→ Record excerpts:
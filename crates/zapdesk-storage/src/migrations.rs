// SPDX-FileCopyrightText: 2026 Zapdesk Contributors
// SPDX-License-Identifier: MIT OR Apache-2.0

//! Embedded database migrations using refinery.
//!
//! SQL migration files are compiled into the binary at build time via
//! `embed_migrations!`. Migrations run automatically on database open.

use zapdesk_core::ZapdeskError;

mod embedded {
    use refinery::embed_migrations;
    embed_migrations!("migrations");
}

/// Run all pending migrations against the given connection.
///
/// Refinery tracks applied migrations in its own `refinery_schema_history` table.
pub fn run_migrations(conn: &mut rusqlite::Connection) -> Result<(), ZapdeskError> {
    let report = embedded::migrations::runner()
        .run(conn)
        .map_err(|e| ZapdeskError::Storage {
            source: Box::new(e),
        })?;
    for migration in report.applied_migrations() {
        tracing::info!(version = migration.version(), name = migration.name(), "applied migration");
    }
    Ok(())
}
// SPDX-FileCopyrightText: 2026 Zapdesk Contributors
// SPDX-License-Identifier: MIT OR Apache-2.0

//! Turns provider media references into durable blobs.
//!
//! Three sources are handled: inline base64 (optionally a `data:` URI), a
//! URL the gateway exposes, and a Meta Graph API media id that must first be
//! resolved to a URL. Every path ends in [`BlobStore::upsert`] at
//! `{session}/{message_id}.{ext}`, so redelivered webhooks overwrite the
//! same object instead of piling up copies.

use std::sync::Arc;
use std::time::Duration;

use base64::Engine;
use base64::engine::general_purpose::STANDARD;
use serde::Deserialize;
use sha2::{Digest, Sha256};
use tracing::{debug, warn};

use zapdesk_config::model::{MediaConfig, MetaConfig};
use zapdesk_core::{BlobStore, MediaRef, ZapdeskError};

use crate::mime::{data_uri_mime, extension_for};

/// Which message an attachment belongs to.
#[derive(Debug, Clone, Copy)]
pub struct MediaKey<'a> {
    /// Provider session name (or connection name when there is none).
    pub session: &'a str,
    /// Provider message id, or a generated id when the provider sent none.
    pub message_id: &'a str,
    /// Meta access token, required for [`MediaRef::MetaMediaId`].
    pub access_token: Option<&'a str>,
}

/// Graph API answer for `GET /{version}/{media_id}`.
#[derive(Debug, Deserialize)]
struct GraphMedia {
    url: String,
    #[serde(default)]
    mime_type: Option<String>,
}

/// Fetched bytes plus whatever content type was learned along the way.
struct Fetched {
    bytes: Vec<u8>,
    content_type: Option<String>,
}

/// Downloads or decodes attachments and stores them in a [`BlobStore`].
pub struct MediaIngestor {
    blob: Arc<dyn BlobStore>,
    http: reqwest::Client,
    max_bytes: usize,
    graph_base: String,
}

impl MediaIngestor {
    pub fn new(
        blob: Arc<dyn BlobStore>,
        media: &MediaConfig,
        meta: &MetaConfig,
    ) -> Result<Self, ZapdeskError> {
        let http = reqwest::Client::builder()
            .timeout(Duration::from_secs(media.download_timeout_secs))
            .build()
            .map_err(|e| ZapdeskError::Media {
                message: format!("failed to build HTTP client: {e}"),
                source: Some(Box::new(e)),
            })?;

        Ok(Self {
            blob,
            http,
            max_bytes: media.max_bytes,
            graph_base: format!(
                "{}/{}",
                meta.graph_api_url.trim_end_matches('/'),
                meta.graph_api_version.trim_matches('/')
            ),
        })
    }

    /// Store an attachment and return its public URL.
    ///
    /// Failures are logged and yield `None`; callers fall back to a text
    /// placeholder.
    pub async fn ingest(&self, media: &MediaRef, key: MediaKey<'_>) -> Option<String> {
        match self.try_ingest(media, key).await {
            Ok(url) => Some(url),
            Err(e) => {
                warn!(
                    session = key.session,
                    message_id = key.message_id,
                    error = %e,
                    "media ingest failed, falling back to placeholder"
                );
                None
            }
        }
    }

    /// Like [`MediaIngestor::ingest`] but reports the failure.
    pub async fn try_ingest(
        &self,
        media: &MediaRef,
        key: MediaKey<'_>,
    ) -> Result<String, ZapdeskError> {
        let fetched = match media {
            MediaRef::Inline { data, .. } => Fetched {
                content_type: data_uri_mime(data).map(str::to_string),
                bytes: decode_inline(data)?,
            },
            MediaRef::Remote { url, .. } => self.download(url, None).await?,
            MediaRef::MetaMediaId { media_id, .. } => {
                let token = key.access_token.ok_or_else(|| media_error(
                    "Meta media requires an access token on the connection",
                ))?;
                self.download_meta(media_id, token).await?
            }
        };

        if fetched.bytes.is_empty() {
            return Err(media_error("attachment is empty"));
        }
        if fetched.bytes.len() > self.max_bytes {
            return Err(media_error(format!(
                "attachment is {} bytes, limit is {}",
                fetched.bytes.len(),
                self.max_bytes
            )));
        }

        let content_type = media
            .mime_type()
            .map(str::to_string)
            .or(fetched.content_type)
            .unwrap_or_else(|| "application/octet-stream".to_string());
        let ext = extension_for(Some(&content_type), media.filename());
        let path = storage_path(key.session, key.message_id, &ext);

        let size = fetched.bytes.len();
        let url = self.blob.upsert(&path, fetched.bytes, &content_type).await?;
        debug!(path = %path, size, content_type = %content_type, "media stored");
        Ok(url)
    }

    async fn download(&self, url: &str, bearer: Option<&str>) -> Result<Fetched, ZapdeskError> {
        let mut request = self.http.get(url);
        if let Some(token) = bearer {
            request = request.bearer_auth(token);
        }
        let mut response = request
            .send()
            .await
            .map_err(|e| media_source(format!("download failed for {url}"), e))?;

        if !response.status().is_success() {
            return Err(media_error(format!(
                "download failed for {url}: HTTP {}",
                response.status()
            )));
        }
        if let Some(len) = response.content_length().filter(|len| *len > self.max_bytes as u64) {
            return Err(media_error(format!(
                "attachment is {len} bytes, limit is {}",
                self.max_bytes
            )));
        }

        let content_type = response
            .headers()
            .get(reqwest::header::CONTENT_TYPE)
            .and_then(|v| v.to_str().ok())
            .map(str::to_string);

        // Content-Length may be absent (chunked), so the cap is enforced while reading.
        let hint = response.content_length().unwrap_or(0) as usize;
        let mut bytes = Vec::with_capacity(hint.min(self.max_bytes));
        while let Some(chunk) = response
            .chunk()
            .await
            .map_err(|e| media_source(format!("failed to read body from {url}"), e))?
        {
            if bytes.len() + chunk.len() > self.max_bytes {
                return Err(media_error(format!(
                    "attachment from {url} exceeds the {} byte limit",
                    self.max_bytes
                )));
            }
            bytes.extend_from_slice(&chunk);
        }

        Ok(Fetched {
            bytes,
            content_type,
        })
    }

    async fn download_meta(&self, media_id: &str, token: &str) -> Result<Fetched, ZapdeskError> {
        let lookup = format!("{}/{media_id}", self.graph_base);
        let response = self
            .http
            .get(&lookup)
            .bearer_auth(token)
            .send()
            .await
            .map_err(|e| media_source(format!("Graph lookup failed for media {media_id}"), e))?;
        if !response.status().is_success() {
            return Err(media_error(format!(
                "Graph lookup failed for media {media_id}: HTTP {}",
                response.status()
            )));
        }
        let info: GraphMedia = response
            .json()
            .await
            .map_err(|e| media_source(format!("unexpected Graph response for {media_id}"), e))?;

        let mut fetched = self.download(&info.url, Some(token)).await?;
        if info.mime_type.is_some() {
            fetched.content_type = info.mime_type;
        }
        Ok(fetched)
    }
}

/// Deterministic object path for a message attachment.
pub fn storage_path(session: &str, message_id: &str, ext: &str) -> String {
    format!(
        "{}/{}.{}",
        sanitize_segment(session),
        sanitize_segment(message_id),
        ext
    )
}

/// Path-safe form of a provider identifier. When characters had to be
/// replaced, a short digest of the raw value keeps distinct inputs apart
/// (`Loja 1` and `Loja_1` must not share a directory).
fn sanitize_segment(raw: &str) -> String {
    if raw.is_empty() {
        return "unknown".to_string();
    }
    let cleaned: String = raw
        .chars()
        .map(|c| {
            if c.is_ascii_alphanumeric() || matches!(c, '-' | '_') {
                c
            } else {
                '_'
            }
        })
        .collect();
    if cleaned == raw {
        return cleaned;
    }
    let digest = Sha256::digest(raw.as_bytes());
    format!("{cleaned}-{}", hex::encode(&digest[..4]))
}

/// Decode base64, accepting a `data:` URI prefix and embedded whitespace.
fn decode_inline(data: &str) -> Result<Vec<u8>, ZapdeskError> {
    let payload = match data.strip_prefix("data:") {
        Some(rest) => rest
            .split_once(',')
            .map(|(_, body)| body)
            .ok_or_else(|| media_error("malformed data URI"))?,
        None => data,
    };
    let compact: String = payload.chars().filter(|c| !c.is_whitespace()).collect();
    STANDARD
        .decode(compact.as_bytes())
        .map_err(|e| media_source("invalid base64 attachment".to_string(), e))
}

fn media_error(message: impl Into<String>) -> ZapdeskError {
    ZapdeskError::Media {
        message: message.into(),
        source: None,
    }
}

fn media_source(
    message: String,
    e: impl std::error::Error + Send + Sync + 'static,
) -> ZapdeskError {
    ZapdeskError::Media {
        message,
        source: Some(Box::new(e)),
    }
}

→ Problem statement:
Some of the data mentions "MediaConfig". Copy every line where it does.

→ Result of this task:
use zapdesk_config::model::{MediaConfig, MetaConfig};
        media: &MediaConfig,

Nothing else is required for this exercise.